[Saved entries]
────────────────
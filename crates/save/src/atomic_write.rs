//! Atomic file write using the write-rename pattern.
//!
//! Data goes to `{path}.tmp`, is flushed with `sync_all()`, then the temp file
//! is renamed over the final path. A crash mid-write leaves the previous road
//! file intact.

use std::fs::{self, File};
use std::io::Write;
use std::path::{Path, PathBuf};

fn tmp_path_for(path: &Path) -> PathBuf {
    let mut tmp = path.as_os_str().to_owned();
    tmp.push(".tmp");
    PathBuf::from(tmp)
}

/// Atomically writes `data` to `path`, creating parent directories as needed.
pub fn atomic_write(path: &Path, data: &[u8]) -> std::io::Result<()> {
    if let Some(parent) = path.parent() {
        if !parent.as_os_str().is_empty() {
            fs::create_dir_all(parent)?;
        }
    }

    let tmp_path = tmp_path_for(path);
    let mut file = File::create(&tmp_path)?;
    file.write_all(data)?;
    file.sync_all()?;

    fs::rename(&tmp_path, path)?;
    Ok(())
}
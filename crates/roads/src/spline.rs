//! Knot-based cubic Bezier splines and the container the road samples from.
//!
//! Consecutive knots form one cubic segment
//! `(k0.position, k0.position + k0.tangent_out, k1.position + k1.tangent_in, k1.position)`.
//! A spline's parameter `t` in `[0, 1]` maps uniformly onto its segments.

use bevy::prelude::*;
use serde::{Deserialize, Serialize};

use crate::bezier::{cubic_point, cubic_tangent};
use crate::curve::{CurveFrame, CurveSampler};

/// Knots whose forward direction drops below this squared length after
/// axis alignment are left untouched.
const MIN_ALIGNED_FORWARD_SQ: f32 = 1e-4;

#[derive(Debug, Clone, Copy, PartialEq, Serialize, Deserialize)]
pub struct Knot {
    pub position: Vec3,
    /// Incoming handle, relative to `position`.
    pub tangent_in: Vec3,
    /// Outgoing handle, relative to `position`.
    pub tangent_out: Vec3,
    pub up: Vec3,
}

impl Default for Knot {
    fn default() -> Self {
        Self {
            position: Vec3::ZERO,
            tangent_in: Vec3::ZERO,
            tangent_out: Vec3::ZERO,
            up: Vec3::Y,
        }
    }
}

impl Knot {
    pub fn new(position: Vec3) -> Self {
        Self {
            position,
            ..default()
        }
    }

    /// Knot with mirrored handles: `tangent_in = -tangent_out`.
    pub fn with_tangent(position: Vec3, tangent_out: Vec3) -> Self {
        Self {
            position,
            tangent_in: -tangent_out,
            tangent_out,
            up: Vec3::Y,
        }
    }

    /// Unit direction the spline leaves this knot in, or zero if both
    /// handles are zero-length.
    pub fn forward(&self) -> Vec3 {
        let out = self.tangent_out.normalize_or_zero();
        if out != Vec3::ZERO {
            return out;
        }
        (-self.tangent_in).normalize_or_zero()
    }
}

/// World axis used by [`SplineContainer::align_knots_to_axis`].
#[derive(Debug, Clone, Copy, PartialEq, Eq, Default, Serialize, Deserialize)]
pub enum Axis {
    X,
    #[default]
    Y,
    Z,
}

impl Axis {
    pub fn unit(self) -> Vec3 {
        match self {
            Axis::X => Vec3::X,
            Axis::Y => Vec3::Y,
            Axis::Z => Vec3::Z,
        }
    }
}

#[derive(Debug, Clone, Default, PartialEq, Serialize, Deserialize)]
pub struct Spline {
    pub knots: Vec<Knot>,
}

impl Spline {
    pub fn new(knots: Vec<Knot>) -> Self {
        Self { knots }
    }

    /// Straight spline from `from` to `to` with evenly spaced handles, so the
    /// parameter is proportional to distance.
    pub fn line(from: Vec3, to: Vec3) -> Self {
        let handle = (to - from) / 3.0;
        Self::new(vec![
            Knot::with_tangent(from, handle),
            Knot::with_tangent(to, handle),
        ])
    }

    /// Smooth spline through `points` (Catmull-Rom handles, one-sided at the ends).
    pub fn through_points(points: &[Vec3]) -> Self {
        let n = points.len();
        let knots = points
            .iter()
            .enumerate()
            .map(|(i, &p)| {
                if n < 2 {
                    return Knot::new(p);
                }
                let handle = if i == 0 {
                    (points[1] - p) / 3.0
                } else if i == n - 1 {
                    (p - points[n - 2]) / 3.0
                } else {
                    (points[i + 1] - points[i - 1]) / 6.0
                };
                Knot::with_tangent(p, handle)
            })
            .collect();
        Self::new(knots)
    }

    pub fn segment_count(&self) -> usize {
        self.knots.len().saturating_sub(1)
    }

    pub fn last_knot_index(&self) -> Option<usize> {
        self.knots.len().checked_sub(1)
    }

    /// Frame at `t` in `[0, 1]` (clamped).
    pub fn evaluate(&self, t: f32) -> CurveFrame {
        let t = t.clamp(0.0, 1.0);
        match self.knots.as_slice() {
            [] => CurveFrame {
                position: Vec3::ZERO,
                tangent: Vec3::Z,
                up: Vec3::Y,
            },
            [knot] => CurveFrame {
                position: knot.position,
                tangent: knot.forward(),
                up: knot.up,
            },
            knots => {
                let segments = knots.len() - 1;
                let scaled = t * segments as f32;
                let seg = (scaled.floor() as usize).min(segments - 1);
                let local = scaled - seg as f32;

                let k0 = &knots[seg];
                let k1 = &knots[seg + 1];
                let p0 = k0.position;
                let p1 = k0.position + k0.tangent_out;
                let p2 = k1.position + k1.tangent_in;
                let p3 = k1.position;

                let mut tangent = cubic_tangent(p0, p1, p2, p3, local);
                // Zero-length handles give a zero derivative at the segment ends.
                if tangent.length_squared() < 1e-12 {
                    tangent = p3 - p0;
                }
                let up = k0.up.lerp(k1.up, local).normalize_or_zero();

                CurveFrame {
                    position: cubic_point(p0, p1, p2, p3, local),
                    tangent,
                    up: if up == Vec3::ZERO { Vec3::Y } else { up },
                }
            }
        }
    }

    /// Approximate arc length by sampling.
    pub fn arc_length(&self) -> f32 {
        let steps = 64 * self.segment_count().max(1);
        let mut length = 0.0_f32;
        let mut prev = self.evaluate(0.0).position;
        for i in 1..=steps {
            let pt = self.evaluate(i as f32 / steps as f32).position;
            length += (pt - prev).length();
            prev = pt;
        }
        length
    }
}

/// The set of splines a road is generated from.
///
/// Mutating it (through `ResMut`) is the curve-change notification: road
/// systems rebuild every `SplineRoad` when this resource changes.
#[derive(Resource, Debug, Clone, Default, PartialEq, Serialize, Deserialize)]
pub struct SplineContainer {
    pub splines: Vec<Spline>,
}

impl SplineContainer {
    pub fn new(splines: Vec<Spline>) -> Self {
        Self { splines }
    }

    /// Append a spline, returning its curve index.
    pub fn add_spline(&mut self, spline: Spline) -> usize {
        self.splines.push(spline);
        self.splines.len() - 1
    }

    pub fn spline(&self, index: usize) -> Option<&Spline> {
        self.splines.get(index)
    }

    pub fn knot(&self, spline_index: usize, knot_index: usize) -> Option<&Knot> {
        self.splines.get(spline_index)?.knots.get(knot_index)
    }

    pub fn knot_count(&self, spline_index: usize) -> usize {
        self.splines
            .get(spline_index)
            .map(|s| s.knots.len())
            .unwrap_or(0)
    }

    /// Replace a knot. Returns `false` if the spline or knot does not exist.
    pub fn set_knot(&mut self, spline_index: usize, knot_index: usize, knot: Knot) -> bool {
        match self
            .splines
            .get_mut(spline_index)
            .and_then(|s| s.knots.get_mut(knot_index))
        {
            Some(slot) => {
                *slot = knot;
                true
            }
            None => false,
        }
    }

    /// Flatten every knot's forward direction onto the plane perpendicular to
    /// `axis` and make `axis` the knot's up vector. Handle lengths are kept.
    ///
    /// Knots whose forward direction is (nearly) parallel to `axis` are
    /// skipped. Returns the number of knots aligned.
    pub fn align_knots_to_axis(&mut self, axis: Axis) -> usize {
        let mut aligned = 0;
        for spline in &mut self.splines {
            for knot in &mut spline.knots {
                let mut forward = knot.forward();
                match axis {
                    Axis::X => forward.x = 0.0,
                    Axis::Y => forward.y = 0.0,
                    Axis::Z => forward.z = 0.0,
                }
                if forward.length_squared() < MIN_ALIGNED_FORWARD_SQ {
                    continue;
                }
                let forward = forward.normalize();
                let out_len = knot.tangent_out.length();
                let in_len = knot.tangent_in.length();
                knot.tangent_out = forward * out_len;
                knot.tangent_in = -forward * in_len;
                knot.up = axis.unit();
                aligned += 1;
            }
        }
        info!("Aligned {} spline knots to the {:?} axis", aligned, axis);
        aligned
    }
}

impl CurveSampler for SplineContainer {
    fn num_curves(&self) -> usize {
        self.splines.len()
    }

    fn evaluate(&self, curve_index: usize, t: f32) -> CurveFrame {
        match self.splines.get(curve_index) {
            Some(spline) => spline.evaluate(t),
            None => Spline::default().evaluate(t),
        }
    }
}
────────────────
## What you are asked to do
Transcribe the lines above between the line holding "the write-rename pattern." and the line holding "use std::io::Write;", inclusive, exactly as they stand and with nothing added.

## Task answer
//! Atomic file write using the write-rename pattern.
//!
//! Data goes to `{path}.tmp`, is flushed with `sync_all()`, then the temp file
//! is renamed over the final path. A crash mid-write leaves the previous road
//! file intact.

use std::fs::{self, File};
use std::io::Write;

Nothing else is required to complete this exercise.